I just wanted to ask if it would be possible to parallelize this piece of code, ive tried to do it as its said in the documentation but it does not seem to be working

gt.mcmc_equilibrate(state, wait=100, mcmc_args=dict(niter=10), verbose=True)  # initial equilibration of MCMC (that is always performed in the tutorial)
    print(f'{network_file[0]} module refinement one carried out')
    
    # collect nested partitions
    bs = [] # recalling the module partitions at each iteration
    h = [np.zeros(g.num_vertices() + 1) for s in state.get_levels()] # recall the distribution of the number of modules throughout the whole equilibration process
    def collect_data(s):
        bs.append(s.get_bs())
        for l, sl in enumerate(s.get_levels()):
            B = sl.get_nonempty_B()
            h[l][B] += 1
   
    gt.mcmc_equilibrate(state, force_niter=1000, mcmc_args=dict(niter=10),
                        callback=collect_data)
    print(f'{network_file[0]} module refinement two carried out')
    
    pmode = gt.PartitionModeState(bs, nested=True, converge=True)

thankyou for the response!

tiago · July 11, 2024, 2:16pm

Lorenzo,

If you expect any kind of detailed feedback, you need to provide a minimal working example of what you are trying to do. The code fragment you sent isn’t even even property indented, and is not complete.

In any case, since the code does not include any loops, it’s unclear what you are trying to parallelize.

The internal MCMC loop itself cannot be parallelized, since the algorithm is serial.

loreeeee9 · July 16, 2024, 7:58pm

Dear Tiago,
sorry for my silliness, I now understood ur point and thank you for the clarification.
I have one additional doubt though: i have some networks of gene coexpression of about 10-12 k nodes and about 0.01-0.02 dense.
This is the function I am using to retrieve the modular structure, I tried to follow the tutorial as much as possible but what i do not understand is what the initial mcmc_equilibrate is called for.

Thankyou anyway for the response, I am quite new with network science and I am sorry for the disturb

def process_network_nested(args):
    # loading and checking the properties of the network
    g, network_file = args

    print(f'{network_file} loaded')
    g.list_properties()

    state = gt.minimize_nested_blockmodel_dl(g, state_args=dict(deg_corr=True))
    print(f'{network_file} module partition computed')

    gt.mcmc_equilibrate(state, wait=100, mcmc_args=dict(niter=10), verbose=True)  
    # initial equilibration of MCMC (that is always performed in the tutorial)
    print(f'{network_file} module refinement one carried out')

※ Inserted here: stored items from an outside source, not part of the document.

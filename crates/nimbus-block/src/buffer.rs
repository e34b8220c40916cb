//! Write-coalescing buffer
//!
//! Holds the full payload of every dirty block until a flush uploads
//! it. A block id is present iff the block is dirty; repeated writes
//! to the same block replace the entry, so any number of overlapping
//! writes costs exactly one upload at the next flush. The buffer is
//! only ever touched under the block map's I/O lock.

use std::collections::HashMap;

use bytes::Bytes;

/// Dirty-block buffer keyed by block id
#[derive(Debug, Default)]
pub struct WriteBuffer {
    blocks: HashMap<u64, Bytes>,
}

impl WriteBuffer {
    /// Create an empty buffer
    pub fn new() -> Self {
        Self::default()
    }

    /// Park a dirty block, replacing any previous payload for the id
    pub fn insert(&mut self, id: u64, block: Bytes) {
        self.blocks.insert(id, block);
    }

    /// Payload of a dirty block, if the id is dirty
    pub fn get(&self, id: u64) -> Option<&Bytes> {
        self.blocks.get(&id)
    }

    /// Drop a block after its upload succeeded
    pub fn remove(&mut self, id: u64) -> Option<Bytes> {
        self.blocks.remove(&id)
    }

    /// Whether a block id is dirty
    pub fn contains(&self, id: u64) -> bool {
        self.blocks.contains_key(&id)
    }

    /// Number of dirty blocks
    pub fn len(&self) -> usize {
        self.blocks.len()
    }

    /// Whether no blocks are dirty
    pub fn is_empty(&self) -> bool {
        self.blocks.is_empty()
    }

    /// Snapshot of all dirty blocks, in no particular order
    pub fn snapshot(&self) -> Vec<(u64, Bytes)> {
        self.blocks
            .iter()
            .map(|(&id, block)| (id, block.clone()))
            .collect()
    }
}

#[cfg(test)]
mod tests {
    use super::*;

    #[test]
    fn later_write_replaces_earlier() {
        let mut buffer = WriteBuffer::new();
        buffer.insert(0, Bytes::from_static(b"old"));
        buffer.insert(0, Bytes::from_static(b"new"));

        assert_eq!(buffer.len(), 1);
        assert_eq!(buffer.get(0).unwrap(), &Bytes::from_static(b"new"));
    }

    #[test]
    fn remove_marks_clean() {
        let mut buffer = WriteBuffer::new();
        buffer.insert(3, Bytes::from_static(b"dirty"));
        assert!(buffer.contains(3));

        assert_eq!(buffer.remove(3), Some(Bytes::from_static(b"dirty")));
        assert!(!buffer.contains(3));
        assert!(buffer.is_empty());
    }

    #[test]
    fn snapshot_covers_every_entry() {
        let mut buffer = WriteBuffer::new();
        buffer.insert(1, Bytes::from_static(b"a"));
        buffer.insert(2, Bytes::from_static(b"b"));

        let mut ids: Vec<u64> = buffer.snapshot().into_iter().map(|(id, _)| id).collect();
        ids.sort_unstable();
        assert_eq!(ids, vec![1, 2]);
        // Snapshotting does not drain the buffer.
        assert_eq!(buffer.len(), 2);
    }
}
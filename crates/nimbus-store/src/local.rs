//! Local directory storage provider
//!
//! Stores each block as an independent file named `<id>.block` in a
//! flat directory:
//!
//! ```text
//! folder/
//! ├── 0.block
//! ├── 1.block
//! └── 17.block
//! ```
//!
//! There is no index file; the device geometry is carried by process
//! configuration. Useful as a loopback-style backend and as the
//! on-disk reference for what remote providers persist.

use std::path::{Path, PathBuf};

use async_trait::async_trait;
use bytes::Bytes;
use tokio::fs;
use tokio::io::AsyncWriteExt;
use tracing::{debug, trace};

use crate::provider::{BlockProvider, block_object_name, zero_block};
use crate::{Error, Result};

/// Filesystem-backed block provider
pub struct LocalProvider {
    folder: PathBuf,
    block_size: usize,
}

impl LocalProvider {
    /// Open a provider rooted at `folder`, creating the directory if needed
    pub async fn open(folder: impl Into<PathBuf>, block_size: usize) -> Result<Self> {
        let folder = folder.into();
        fs::create_dir_all(&folder).await?;
        debug!(folder = %folder.display(), block_size, "opened local block store");
        Ok(Self { folder, block_size })
    }

    /// Path of the file backing a block id
    fn block_path(&self, id: u64) -> PathBuf {
        self.folder.join(block_object_name(id))
    }

    async fn ensure_parent(path: &Path) -> Result<()> {
        if let Some(parent) = path.parent() {
            fs::create_dir_all(parent).await?;
        }
        Ok(())
    }
}

#[async_trait]
impl BlockProvider for LocalProvider {
    async fn read_block(&self, id: u64) -> Result<Bytes> {
        let path = self.block_path(id);
        trace!(block = id, path = %path.display(), "reading block file");

        match fs::read(&path).await {
            Ok(data) if data.len() == self.block_size => Ok(Bytes::from(data)),
            Ok(data) => Err(Error::BlockLength {
                id,
                actual: data.len(),
                expected: self.block_size,
            }),
            Err(e) if e.kind() == std::io::ErrorKind::NotFound => {
                Ok(zero_block(self.block_size))
            }
            Err(e) => Err(e.into()),
        }
    }

    async fn write_block(&self, id: u64, block: Bytes) -> Result<()> {
        if block.len() != self.block_size {
            return Err(Error::BlockLength {
                id,
                actual: block.len(),
                expected: self.block_size,
            });
        }

        let path = self.block_path(id);
        trace!(block = id, path = %path.display(), "writing block file");
        Self::ensure_parent(&path).await?;

        // Write to a temp file, then rename, so readers never observe
        // a partially written block.
        let temp = path.with_extension("tmp");
        let mut file = fs::File::create(&temp).await?;
        file.write_all(&block).await?;
        file.sync_all().await?;
        fs::rename(&temp, &path).await?;
        Ok(())
    }
}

    # collect nested partitions
    bs = [] # recalling the module partitions at each iteration

    def collect_data(s):
        bs.append(s.get_bs())

    gt.mcmc_equilibrate(state, force_niter=1000, mcmc_args=dict(niter=10),
                        callback=collect_data)
    print(f'{network_file} module refinement two carried out')
     
    pmode = gt.PartitionModeState(bs, nested=True, converge=True)  
    
    bs = pmode.get_max_nested()   # Get consensus estimate
    state = state.copy(bs=bs)

    print(f'{network_file} module partition completed')
    return state

tiago · July 16, 2024, 8:09pm

As I explained above, the code you sent cannot be parallelized, since the MCMC implementation is serial.

For future reference: a minimal working example is a self-contained program that can be run and produces the desired behaviour, bug, etc. What you have sent is a just a function, not a minimal working example. (But there’s no need to prepare one, since your question was already answered.)